Leopard Print peep toe gold speckled wedgeheels. Multihued hair thanks to the indignity of random henna being slapped onto old and faded highlights. Tshirts straining to contain growing corpulence and euphemistic prosperity. Deep Indigo Next Jeans that once fitted snuggly and now have ugly roll of far lolling undignifiedly over waistband. Legs that look like plucked chicken, massive cellulite thigh and scrawny knee down. Gold bling bling Guess bag that would have nicely counterbalanced its bulk when carried by slim model type person, but adds to the overall sense of rotundity. Kungfu Panda dark circles adding to drained goth look face. Eyeliner streaming in every direction. Powder compact unfortunately a couple of shades lighter than the regular thanks to having been bought in a rush from badly trained counter salesperson—L’Oreal, are you listening? Manicure ruined by neglect and stress inducing chewing. Any wonder I almost screamed and leaped away in fright when I caught a glimpse of myself reflected in a mirror in a public place.

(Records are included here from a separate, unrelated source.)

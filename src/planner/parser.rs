use crate::{
    executor::predicate::{Predicate, Projection},
    planner::{
        error::PlannerError,
        logical_plan::{CreateTablePlan, DeletePlan, InsertPlan, Literal, LogicalPlan, SelectPlan},
    },
    storage::schema::ColumnSchema,
};
use sqlparser::{
    dialect::GenericDialect,
    tokenizer::{Token, Tokenizer},
};

/// Recursive-descent parser for the four supported statements:
///
/// ```text
/// CREATE TABLE <name> (<col> INT | <col> VARCHAR(<n>), ...)
/// INSERT INTO <name> VALUES (<literal>, ...)
/// SELECT * | <col>, ... FROM <name> [WHERE <col> = <literal>]
/// DELETE FROM <name> [WHERE <col> = <literal>]
/// ```
///
/// Keywords are case-sensitive. Literals are unsigned integers, `'single'`
/// or `"double"` quoted strings. A trailing `;` is allowed.
pub struct SqlParser;

impl SqlParser {
    pub fn new() -> Self {
        Self
    }

    pub fn parse_sql(&self, sql: &str) -> Result<LogicalPlan, PlannerError> {
        let dialect = GenericDialect {};
        let tokens = Tokenizer::new(&dialect, sql)
            .tokenize()
            .map_err(|e| lexing_error(sql, e.to_string()))?;
        let mut stream = TokenStream::new(tokens);

        match stream.peek_keyword() {
            Some("CREATE") => parse_create_table(&mut stream)
                .map(LogicalPlan::CreateTable)
                .map_err(PlannerError::MalformedCreateTable),
            Some("INSERT") => parse_insert(&mut stream)
                .map(LogicalPlan::Insert)
                .map_err(PlannerError::MalformedInsert),
            Some("SELECT") => parse_select(&mut stream)
                .map(LogicalPlan::Select)
                .map_err(PlannerError::MalformedSelect),
            Some("DELETE") => parse_delete(&mut stream)
                .map(LogicalPlan::Delete)
                .map_err(PlannerError::MalformedDelete),
            _ => Err(PlannerError::UnknownStatement(sql.trim().to_string())),
        }
    }
}

/// A lexing failure is reported as a malformed statement of the kind its
/// leading keyword names
fn lexing_error(sql: &str, message: String) -> PlannerError {
    match sql.split_whitespace().next() {
        Some("CREATE") => PlannerError::MalformedCreateTable(message),
        Some("INSERT") => PlannerError::MalformedInsert(message),
        Some("SELECT") => PlannerError::MalformedSelect(message),
        Some("DELETE") => PlannerError::MalformedDelete(message),
        _ => PlannerError::UnknownStatement(sql.trim().to_string()),
    }
}

impl Default for SqlParser {
    fn default() -> Self {
        Self::new()
    }
}

fn parse_create_table(stream: &mut TokenStream) -> Result<CreateTablePlan, String> {
    stream.expect_keyword("CREATE")?;
    stream.expect_keyword("TABLE")?;
    let table_name = stream.identifier("table name")?;
    stream.expect(&Token::LParen, "'('")?;

    let mut columns = Vec::new();
    loop {
        columns.push(parse_column_definition(stream)?);
        if !stream.consume(&Token::Comma) {
            break;
        }
    }
    stream.expect(&Token::RParen, "')'")?;
    stream.finish()?;

    Ok(CreateTablePlan {
        table_name,
        columns,
    })
}

fn parse_column_definition(stream: &mut TokenStream) -> Result<ColumnSchema, String> {
    let name = stream.identifier("column name")?;
    if stream.consume_keyword("INT") {
        return Ok(ColumnSchema::int(name));
    }
    if stream.consume_keyword("VARCHAR") {
        stream.expect(&Token::LParen, "'(' after VARCHAR")?;
        let length = match stream.next() {
            Some(Token::Number(n, _)) => n
                .parse::<usize>()
                .map_err(|_| format!("invalid VARCHAR length {}", n))?,
            other => return Err(unexpected("VARCHAR length", other.as_ref())),
        };
        if length == 0 {
            return Err(format!("VARCHAR length of column '{}' must be positive", name));
        }
        stream.expect(&Token::RParen, "')' after VARCHAR length")?;
        return Ok(ColumnSchema::varchar(name, length));
    }
    Err(unexpected("column type INT or VARCHAR", stream.peek()))
}

fn parse_insert(stream: &mut TokenStream) -> Result<InsertPlan, String> {
    stream.expect_keyword("INSERT")?;
    stream.expect_keyword("INTO")?;
    let table_name = stream.identifier("table name")?;
    stream.expect_keyword("VALUES")?;
    stream.expect(&Token::LParen, "'('")?;

    let mut values = Vec::new();
    loop {
        values.push(stream.literal()?);
        if !stream.consume(&Token::Comma) {
            break;
        }
    }
    stream.expect(&Token::RParen, "')'")?;
    stream.finish()?;

    Ok(InsertPlan { table_name, values })
}

fn parse_select(stream: &mut TokenStream) -> Result<SelectPlan, String> {
    stream.expect_keyword("SELECT")?;
    let projection = if stream.consume(&Token::Mul) {
        Projection::All
    } else {
        let mut names = Vec::new();
        loop {
            names.push(stream.identifier("column name")?);
            if !stream.consume(&Token::Comma) {
                break;
            }
        }
        Projection::Columns(names)
    };
    stream.expect_keyword("FROM")?;
    let table_name = stream.identifier("table name")?;
    let predicate = parse_where(stream)?;
    stream.finish()?;

    Ok(SelectPlan {
        table_name,
        projection,
        predicate,
    })
}

fn parse_delete(stream: &mut TokenStream) -> Result<DeletePlan, String> {
    stream.expect_keyword("DELETE")?;
    stream.expect_keyword("FROM")?;
    let table_name = stream.identifier("table name")?;
    let predicate = parse_where(stream)?;
    stream.finish()?;

    Ok(DeletePlan {
        table_name,
        predicate,
    })
}

/// Optional `WHERE <col> = <literal>`
fn parse_where(stream: &mut TokenStream) -> Result<Option<Predicate>, String> {
    if !stream.consume_keyword("WHERE") {
        return Ok(None);
    }
    let column_name = stream.identifier("column name in WHERE")?;
    stream.expect(&Token::Eq, "'=' (only equality is supported)")?;
    let value = stream.literal()?;
    Ok(Some(Predicate::eq(column_name, value)))
}

fn unexpected(expected: &str, found: Option<&Token>) -> String {
    match found {
        Some(token) => format!("expected {}, found '{}'", expected, token),
        None => format!("expected {}, found end of input", expected),
    }
}

/// Token cursor with whitespace already removed
struct TokenStream {
    tokens: Vec<Token>,
    position: usize,
}

impl TokenStream {
    fn new(tokens: Vec<Token>) -> Self {
        let tokens = tokens
            .into_iter()
            .filter(|token| !matches!(token, Token::Whitespace(_) | Token::EOF))
            .collect();
        Self {
            tokens,
            position: 0,
        }
    }

    fn peek(&self) -> Option<&Token> {
        self.tokens.get(self.position)
    }

    fn next(&mut self) -> Option<Token> {
        let token = self.tokens.get(self.position).cloned();
        if token.is_some() {
            self.position += 1;
        }
        token
    }

    /// The next token as a bare (unquoted) word
    fn peek_keyword(&self) -> Option<&str> {
        match self.peek() {
            Some(Token::Word(word)) if word.quote_style.is_none() => Some(word.value.as_str()),
            _ => None,
        }
    }

    fn consume_keyword(&mut self, keyword: &str) -> bool {
        if self.peek_keyword() == Some(keyword) {
            self.position += 1;
            true
        } else {
            false
        }
    }

    fn expect_keyword(&mut self, keyword: &str) -> Result<(), String> {
        if self.consume_keyword(keyword) {
            Ok(())
        } else {
            Err(unexpected(keyword, self.peek()))
        }
    }

    fn consume(&mut self, expected: &Token) -> bool {
        if self.peek() == Some(expected) {
            self.position += 1;
            true
        } else {
            false
        }
    }

    fn expect(&mut self, expected: &Token, what: &str) -> Result<(), String> {
        if self.consume(expected) {
            Ok(())
        } else {
            Err(unexpected(what, self.peek()))
        }
    }

    fn identifier(&mut self, what: &str) -> Result<String, String> {
        match self.peek_keyword() {
            Some(name) => {
                let name = name.to_string();
                self.position += 1;
                Ok(name)
            }
            None => Err(unexpected(what, self.peek())),
        }
    }

    fn literal(&mut self) -> Result<Literal, String> {
        match self.next() {
            Some(Token::Number(n, _)) => Ok(Literal::Number(n)),
            Some(Token::SingleQuotedString(s)) => Ok(Literal::Text(s)),
            Some(Token::DoubleQuotedString(s)) => Ok(Literal::Text(s)),
            Some(Token::Word(word)) if word.quote_style == Some('"') => Ok(Literal::Text(word.value)),
            other => Err(unexpected("a number or quoted string", other.as_ref())),
        }
    }

    /// Accept an optional `;`, then require end of input
    fn finish(&mut self) -> Result<(), String> {
        self.consume(&Token::SemiColon);
        match self.peek() {
            None => Ok(()),
            Some(token) => Err(format!("unexpected trailing '{}'", token)),
        }
    }
}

This being the month of reinvention, according to one of them bibles one reads assiduously to improve one’s mind and wardrobe, namely Marie Claire, which has done us the favour of making Mandira Bedi new and improved and featuring simultaneously, IN THE SAME ISSUE, a complete rundown on the various looks adopted by Madonna through her long and illustrious career, one needs to bury one’s head in shame and pack the sand around it. Or one can leap up, like a spring just got pokily prodded in one’s butt and decide to do a complete reinvention of self. I talked myself into choosing to do the latter. Where do I start with the reinvention? Am all in a lather and confused and rather like a bird which has meandered into a room with no windows and a fan at high speed.
First things first. The scale has to swing. And quick. Random strangers are walking upto me and congratulating me, asking me when the baby is due. A load pile of weight has just slapped bang into me over the past couple of months, and this when I am eating chicken feed, subsisting on fruits and milk at night, walking two hours a day and have become the equivalent of a saint and eschewed alcohol and all things sweet and calorific. Blood tests and such like have not revealed nice things, and medication is being administered to tackle the issue. So hopefully one will be back to levels where there is some differentiation between the indent of waistline and hipline soon.
Something needs to be done about the hair. If ye kind souls cast your minds back to the anguished plea few posts down the line about the hair falling like the Blessed Damozel’s tears (yup, overdose of Wodehouse happening, I confess happily), rest assured that the Blessed Damozel has spent all the tears she could spend and has none left for shedding anymore. Read that as the scalp is showing through the few strands that are left attached by root and bulb to said scalp. Have reconciled myself to the loss of hair that was once pride and glory and lionmane like and am now buying hair clips and rubberbands and butterfly clips and such like to keep the remnants off my face, given that a few stray strands fluttering in the mean monsoon wind donot a pretty picture make. And no, don’t go by the picture in the header. That was over a year ago, and life and weight has come a long way since.
The wardrobe too needs some reorganizing. Given current weight situation all tight fit tshirts have been shoveled to the bottom in the optimism that I would one day shrink enough to fit back into them and not look like a leg of mutton dressed like lamb and such like. The loose tunics, the stuff that doubled as maternity wear, and horror of horrors, kurtis have made it to the top of the pile. The mother snorted in disgust. You might as well wear kaftans and roll around like a ball if you want to camouflage your weight. No one gets fooled, she says, and says so with righteousness and rightly. The looser the clothes one wears the faster one expands, imagining innocently that no one can see the fat cells on multiply within the loose folds of clothes covering them. Till kaboom, one fine day, you cant get into them loose clothes too! The moral of the story, according to the wise and aged ancestor is to stick to them tight clothes never mind how ridiculous one looks, which then works as a motivation for one to get cracking to reduce levels of ridiculousness and develop thick and impervious hide to deflect stones thrown by them urchins as one passes.
Therefore, have cut out pic of Madonna at fifty and stuck on the cupboard door. Wear itsy bitsy garter and corset type ensemble, Cleopatra eyes and red lips and looking like something any redblooded man would fight lions with barehanded to get a fair chance with. Kidding myself I’m more Monica Belluci than Kate Bosworth doesn’t work. And seeing the husband wipe drool off his chin at a recent pix in the papers of La Dixit rehearsing for her US shows doesn’t help a bit.
If that doesn’t push me to reinvent and improve self, nothing will.